Isolationists believed that the United States should avoid intervention in European wars, “entangling alliances” with other nations, and the use of military force except to defend American shores. The high point of isolationist sentiment and influence came during the 1930s, when noninterventionists kept the United States out of the worsening European situation, and prevented President Franklin D. Roosevelt from taking action to oppose aggression. While not advocating a complete cutoff of trade and other relations with the rest of the world, isolationists believed that the United States should have selfdetermination in foreign affairs and limit spending on the military. Liberal isolationists wanted to curtail the power of business to shape foreign policy, while conservative isolationists wanted to restrict the power of the federal government—especially the president (and in particular FDR)—to involve the United States in what they saw as international adventurism.
Isolationists in the 1930s included men and women from all walks of life. They were most numerous in the upper Midwest, and fewest in the South. While most isolationists were in the Republican Party, a significant number were in the Democratic Party, and some came from right - and left-wing groups as well. Isolationists were more prevalent in rural areas and small towns in the Midwest than in large eastern cities. Ethnically, isolationists were found primarily among German Americans, Irish Americans, Scandinavian Americans, and Italian Americans. In religious affiliation, noninterventionists were mainly Lutherans and Catholics, although it was much more their ethnic roots (German, Scandinavian, Irish, and Italian) than their religion that made them isolationists. Evidently more women than men were isolationist.
Isolationism reached its peak during Roosevelt’s first term, from 1933 to 1937. Such progressive Republicans as George Norris, Robert M. La Follette, Jr., and William E. Borah supported much of the New Deal, and since most were isolationist, Roosevelt often acquiesced to them in matters of foreign policy in order to retain their support on domestic legislation. Under pressure from peace groups who blamed financially powerful “merchants of death” for American involvement in World War I, the Senate in 1934 created the Nye committee, which investigated the munitions industry, its financial backers, and its role in influencing U. S. policy. Influenced by the Nye Committee, Congress in 1935 passed the first of the Neutrality Acts, imposing an arms embargo and restricting American travel on belligerent ships.

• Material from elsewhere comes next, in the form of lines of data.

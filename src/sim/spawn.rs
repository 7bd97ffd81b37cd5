//! Entity factories
//!
//! All randomness comes from the session's seeded RNG, so the same seed and
//! inputs produce the same spawns.

use std::f32::consts::{PI, TAU};

use glam::Vec2;
use rand::Rng;

use super::duck::{Duck, DuckColor, DuckState};
use super::state::{MovementPattern, PowerUp, PowerUpKind, Target, TargetKind};
use crate::Screen;
use crate::consts::*;
use crate::levels::{self, LevelConfig};
use crate::tuning::{self, DuckHuntTuning};

/// Weighted random draw. Weights are summed, a uniform value in
/// `[0, total)` is drawn and weights are subtracted in order until it goes
/// non-positive. Empty, zero or non-finite tables yield `fallback`.
pub fn weighted_pick<R: Rng, T: Copy>(rng: &mut R, entries: &[(T, f32)], fallback: T) -> T {
    let total: f32 = entries.iter().map(|(_, w)| w.max(0.0)).sum();
    if !total.is_finite() || total <= 0.0 {
        return fallback;
    }

    let mut remaining = rng.random::<f32>() * total;
    for &(item, weight) in entries {
        let weight = weight.max(0.0);
        if weight == 0.0 {
            continue;
        }
        remaining -= weight;
        if remaining <= 0.0 {
            return item;
        }
    }
    fallback
}

/// Spawn a target at a random screen edge, heading inward
pub fn create_target<R: Rng>(
    rng: &mut R,
    id: u32,
    screen: Screen,
    difficulty: f32,
    level: Option<&LevelConfig>,
    now_ms: f64,
) -> Target {
    let kind = weighted_pick(rng, &levels::effective_target_weights(level), TargetKind::Normal);
    create_target_of_kind(rng, id, kind, screen, difficulty, level, now_ms)
}

/// Spawn a target of a given kind (level scripting, tests)
pub fn create_target_of_kind<R: Rng>(
    rng: &mut R,
    id: u32,
    kind: TargetKind,
    screen: Screen,
    difficulty: f32,
    level: Option<&LevelConfig>,
    now_ms: f64,
) -> Target {
    let spec = kind.spec();
    let movement = weighted_pick(rng, &levels::effective_movement_weights(level), MovementPattern::Linear);

    let base = rng.random_range(TARGET_MIN_SIZE..TARGET_MAX_SIZE);
    let size = (base * spec.size_mult * (1.0 - difficulty * 0.1)).max(MIN_TARGET_SIZE);
    let speed = TARGET_BASE_SPEED * spec.speed_mult * (1.0 + difficulty * DIFFICULTY_INCREASE_RATE);

    // Perpendicular jitter keeps targets from all travelling in one line
    let jitter = (rng.random::<f32>() - 0.5) * 2.0;
    let (pos, direction) = match rng.random_range(0..4) {
        0 => (
            Vec2::new(rng.random::<f32>() * screen.width, -size),
            Vec2::new(jitter, 1.0),
        ),
        1 => (
            Vec2::new(screen.width + size, rng.random::<f32>() * screen.height),
            Vec2::new(-1.0, jitter),
        ),
        2 => (
            Vec2::new(rng.random::<f32>() * screen.width, screen.height + size),
            Vec2::new(jitter, -1.0),
        ),
        _ => (
            Vec2::new(-size, rng.random::<f32>() * screen.height),
            Vec2::new(1.0, jitter),
        ),
    };

    let mut target = Target {
        id,
        pos,
        size,
        base_size: size,
        speed,
        direction: direction.normalize(),
        kind,
        health: spec.health,
        max_health: spec.health,
        points: spec.points,
        movement,
        phase: rng.random::<f32>() * TAU,
        spawn_time: now_ms,
        visibility: 1.0,
        explosion_radius: None,
        split_on_destroy: false,
        shield_active: false,
        is_decoy: false,
        freeze_on_hit: false,
        is_boss: false,
        boss_phase: 0,
    };

    match kind {
        TargetKind::Explosive => target.explosion_radius = Some(tuning::EXPLOSION_RADIUS),
        TargetKind::Split => target.split_on_destroy = true,
        TargetKind::Shield => target.shield_active = true,
        TargetKind::Decoy => target.is_decoy = true,
        TargetKind::TimeFreeze => target.freeze_on_hit = true,
        TargetKind::Boss => {
            target.is_boss = true;
            target.boss_phase = 1;
        }
        TargetKind::Normal
        | TargetKind::Fast
        | TargetKind::Small
        | TargetKind::Bonus
        | TargetKind::Ufo
        | TargetKind::Alien
        | TargetKind::Meteor
        | TargetKind::Planet => {}
    }

    target
}

/// The level boss: large, slow, tough, entering from top centre
pub fn create_boss_target(id: u32, screen: Screen, now_ms: f64) -> Target {
    let spec = TargetKind::Boss.spec();
    Target {
        id,
        pos: Vec2::new(screen.width / 2.0, -tuning::BOSS_SIZE),
        size: tuning::BOSS_SIZE,
        base_size: tuning::BOSS_SIZE,
        speed: TARGET_BASE_SPEED * spec.speed_mult,
        direction: Vec2::Y,
        kind: TargetKind::Boss,
        health: spec.health,
        max_health: spec.health,
        points: spec.points,
        movement: MovementPattern::Sine,
        phase: 0.0,
        spawn_time: now_ms,
        visibility: 1.0,
        explosion_radius: None,
        split_on_destroy: false,
        shield_active: false,
        is_decoy: false,
        freeze_on_hit: false,
        is_boss: true,
        boss_phase: 1,
    }
}

/// Fan-out children of a destroyed split target. Children are plain small
/// targets and never split again.
pub fn create_split_targets(
    parent: &Target,
    count: usize,
    mut next_id: impl FnMut() -> u32,
    now_ms: f64,
) -> Vec<Target> {
    let step = TAU / count.max(1) as f32;
    let size = (parent.size * 0.5).max(MIN_TARGET_SIZE);
    (0..count)
        .map(|i| {
            let angle = step * i as f32;
            Target {
                id: next_id(),
                pos: parent.pos,
                size,
                base_size: size,
                speed: parent.speed * tuning::SPLIT_CHILD_SPEED_MULT,
                direction: Vec2::from_angle(angle),
                kind: TargetKind::Small,
                health: 1,
                max_health: 1,
                points: tuning::SPLIT_CHILD_POINTS,
                movement: MovementPattern::Linear,
                phase: 0.0,
                spawn_time: now_ms,
                visibility: 1.0,
                explosion_radius: None,
                split_on_destroy: false,
                shield_active: false,
                is_decoy: false,
                freeze_on_hit: false,
                is_boss: false,
                boss_phase: 0,
            }
        })
        .collect()
}

/// Power-up of a uniformly drawn kind, away from the edges
pub fn create_power_up<R: Rng>(rng: &mut R, id: u32, screen: Screen, now_ms: f64) -> PowerUp {
    let kind = PowerUpKind::ALL[rng.random_range(0..PowerUpKind::ALL.len())];
    let margin = 100.0;
    let span = Vec2::new(
        (screen.width - margin * 2.0).max(0.0),
        (screen.height - margin * 2.0).max(0.0),
    );
    PowerUp {
        id,
        kind,
        pos: Vec2::new(
            margin + rng.random::<f32>() * span.x,
            margin + rng.random::<f32>() * span.y,
        ),
        size: POWERUP_SIZE,
        spawn_time: now_ms,
        duration: kind.duration_ms(),
    }
}

/// Launch a duck from the bottom of the play area, upward within ±30°
pub fn create_duck<R: Rng>(
    rng: &mut R,
    id: u32,
    screen: Screen,
    round: u32,
    tuning: &DuckHuntTuning,
    now_ms: f64,
) -> Duck {
    const COLORS: [DuckColor; 5] = [
        DuckColor::Black,
        DuckColor::Black,
        DuckColor::Black,
        DuckColor::Blue,
        DuckColor::Red,
    ];
    let color = COLORS[rng.random_range(0..COLORS.len())];
    let speed = tuning.base_speed + round.saturating_sub(1) as f32 * tuning.speed_per_round;

    let play_height = screen.height * tuning.play_area_fraction;
    let x = rng.random::<f32>() * (screen.width - 100.0).max(0.0) + 50.0;
    let angle = -PI / 2.0 + (rng.random::<f32>() - 0.5) * (PI / 3.0);

    Duck {
        id,
        pos: Vec2::new(x, play_height),
        vel: Vec2::from_angle(angle) * speed,
        state: DuckState::Flying,
        color,
        points: match color {
            DuckColor::Black => tuning.points_standard,
            DuckColor::Blue => tuning.points_bonus,
            DuckColor::Red => tuning.points_special,
        },
        spawn_time: now_ms,
        fall_at: None,
    }
}

#[cfg(test)]
mod tests {
    use super::*;
    use proptest::prelude::*;
    use rand::SeedableRng;
    use rand_pcg::Pcg32;

    fn rng() -> Pcg32 {
        Pcg32::seed_from_u64(12345)
    }

    #[test]
    fn test_weighted_distribution() {
        let mut rng = rng();
        let table = [('a', 90.0), ('b', 10.0)];
        let n = 20_000;
        let a = (0..n).filter(|_| weighted_pick(&mut rng, &table, 'z') == 'a').count();
        let freq = a as f64 / n as f64;
        assert!((freq - 0.90).abs() < 0.02, "freq = {freq}");
    }

    #[test]
    fn test_weighted_fallbacks() {
        let mut rng = rng();
        let empty: [(char, f32); 0] = [];
        assert_eq!(weighted_pick(&mut rng, &empty, 'f'), 'f');
        assert_eq!(weighted_pick(&mut rng, &[('a', 0.0), ('b', 0.0)], 'f'), 'f');
        assert_eq!(weighted_pick(&mut rng, &[('a', f32::INFINITY)], 'f'), 'f');
        assert_eq!(weighted_pick(&mut rng, &[('a', -5.0)], 'f'), 'f');
    }

    #[test]
    fn test_zero_weight_never_drawn() {
        let mut rng = rng();
        let table = [('a', 0.0), ('b', 1.0)];
        for _ in 0..1000 {
            assert_eq!(weighted_pick(&mut rng, &table, 'f'), 'b');
        }
    }

    proptest! {
        #[test]
        fn prop_weighted_pick_returns_positive_entry(
            seed in any::<u64>(),
            weights in prop::collection::vec(0.0f32..100.0, 1..10),
        ) {
            let mut rng = Pcg32::seed_from_u64(seed);
            let table: Vec<(usize, f32)> = weights.iter().copied().enumerate().collect();
            let picked = weighted_pick(&mut rng, &table, usize::MAX);
            if weights.iter().sum::<f32>() > 0.0 {
                prop_assert!(picked != usize::MAX);
                prop_assert!(weights[picked] > 0.0);
            } else {
                prop_assert_eq!(picked, usize::MAX);
            }
        }
    }

    #[test]
    fn test_create_target_invariants() {
        let mut rng = rng();
        let screen = Screen::new(800.0, 600.0);
        for i in 0..500 {
            let t = create_target(&mut rng, i, screen, 5.0, None, 0.0);
            assert!(t.size >= MIN_TARGET_SIZE);
            assert!((t.direction.length() - 1.0).abs() < 1e-4);
            assert_eq!(t.health, t.max_health);
            assert_ne!(t.kind, TargetKind::Boss);
            // Starts beyond an edge, heading back across it
            if t.pos.y < 0.0 {
                assert!(t.direction.y > 0.0);
            } else if t.pos.y > screen.height {
                assert!(t.direction.y < 0.0);
            } else if t.pos.x < 0.0 {
                assert!(t.direction.x > 0.0);
            } else {
                assert!(t.pos.x > screen.width);
                assert!(t.direction.x < 0.0);
            }
            assert_eq!(t.is_decoy, t.kind == TargetKind::Decoy);
            assert_eq!(t.explosion_radius.is_some(), t.kind == TargetKind::Explosive);
        }
    }

    #[test]
    fn test_difficulty_scales_speed() {
        let screen = Screen::default();
        let easy = create_target_of_kind(&mut rng(), 1, TargetKind::Normal, screen, 0.0, None, 0.0);
        let hard = create_target_of_kind(&mut rng(), 1, TargetKind::Normal, screen, 3.0, None, 0.0);
        assert!((easy.speed - TARGET_BASE_SPEED).abs() < 1e-6);
        assert!(hard.speed > easy.speed);
        assert!(hard.size < easy.size);
    }

    #[test]
    fn test_boss() {
        let boss = create_boss_target(1, Screen::new(1000.0, 800.0), 0.0);
        assert!(boss.is_boss);
        assert_eq!(boss.size, 150.0);
        assert_eq!(boss.health, 20);
        assert_eq!(boss.pos, Vec2::new(500.0, -150.0));
        assert_eq!(boss.movement, MovementPattern::Sine);
    }

    #[test]
    fn test_split_children() {
        let mut rng = rng();
        let parent = create_target_of_kind(&mut rng, 1, TargetKind::Split, Screen::default(), 0.0, None, 0.0);
        let mut next = 10;
        let children = create_split_targets(&parent, 3, || {
            next += 1;
            next
        }, 100.0);
        assert_eq!(children.len(), 3);
        for c in &children {
            assert_eq!(c.kind, TargetKind::Small);
            assert!(!c.split_on_destroy);
            assert_eq!(c.pos, parent.pos);
            assert!((c.speed - parent.speed * 1.5).abs() < 1e-5);
            assert_eq!(c.points, 50);
        }
        // Radially diverging
        let sum: Vec2 = children.iter().map(|c| c.direction).sum();
        assert!(sum.length() < 1e-4);
        let ids: Vec<u32> = children.iter().map(|c| c.id).collect();
        assert_eq!(ids, vec![11, 12, 13]);
    }

    #[test]
    fn test_power_up_inside_margin() {
        let mut rng = rng();
        let screen = Screen::new(800.0, 600.0);
        for i in 0..100 {
            let p = create_power_up(&mut rng, i, screen, 0.0);
            assert!(p.pos.x >= 100.0 && p.pos.x <= 700.0);
            assert!(p.pos.y >= 100.0 && p.pos.y <= 500.0);
            assert_eq!(p.duration, p.kind.duration_ms());
        }
    }

    #[test]
    fn test_duck_launch() {
        let mut rng = rng();
        let tuning = DuckHuntTuning::default();
        let screen = Screen::new(800.0, 600.0);
        for round in 1..5 {
            let duck = create_duck(&mut rng, 1, screen, round, &tuning, 0.0);
            assert!(duck.vel.y < 0.0, "ducks launch upward");
            let expected = tuning.base_speed + (round - 1) as f32 * tuning.speed_per_round;
            assert!((duck.vel.length() - expected).abs() < 1e-4);
            assert_eq!(duck.state, DuckState::Flying);
        }
    }
}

After Roosevelt’s reelection in 1936, which was supported by a number of congressional isolationists, the president’s problems with the isolationists increased. Ironically, the troubles were exacerbated by a domestic issue, Roosevelt’s court-packing plan, which alienated the Senate’s largely isolationist progressive Republican bloc from the president. As events in Europe heated up, mistrust developed and an eventual break occurred. Roosevelt’s “quarantine speech” of October 1937, when he warned of worsening international conditions, was criticized by isolationists, as was the president’s attempt to block the Ludlow Amendment, which would have submitted any declaration of war to a national referendum.
Even after Germany’s annexation of Austria, the Munich Conference in 1938, and Adolf Hitler’s seizure of Czechoslovakia and invasion of Poland in 1939, most Americans remained noninterventionist. But within a year,
Scandinavia, the Low Countries, and then France fell to the Nazis, a majority of Americans came to support the need to help Great Britain and defeat the Axis powers. The isolationists responded by forming the America First Committee in September 1940, and most prominent noninterventionists either were members or spoke at sponsored rallies. After Roosevelt’s third-term victory over interventionist Republican Wendell L. Willkie in the election of 1940, the American First Committee and its allies attempted, without success, to prevent the passage of the Lend-Lease Act and the repeal of Neutrality Act provisions banning the arming of American vessels crossing the Atlantic.
The attack on Pearl Harbor on December 7, 1941, effectively ended the efforts of isolationists. When war was declared, every isolationist in Congress, except Jeanette Rankin, a Republican representative from Montana (who had also voted against entry into World War I), voted yes. During World War II, some prewar isolationists were concerned about postwar American eoreign policy, especially membership in an international peacekeeping organization. But in July 1945, with only two dissenting votes, the Senate ratified the United Nations charter, and the prominent isolationists in the Senate and elsewhere largely faded from the scene by the mid - to late 1940s. The lessons of the interwar years and the coming of World War II, the enormous economic, military, and political power of the United States at the end of the war, worsening Soviet-American relations, and the world’s entry into the nuclear age all made it impossible for the United States to retreat into isolationism. The events of 1929-45 had transformed American foreign policy, and the United States pursued a much-expanded role in international affairs in the post-World War II world.
Further reading: Wayne S. Cole, Roosevelt and the Isolationists, 1932-45 (Lincoln: University of Nebraska Press, 1983); Robert Dallek, Franklin D. Roosevelt and American Foreign Policy, 1932-1945 (New York: Oxford University Press, 1979); Manfred Jonas, Isolationism in America, 1935-1941 (Ithaca, N. Y.: Cornell University Press, 1966).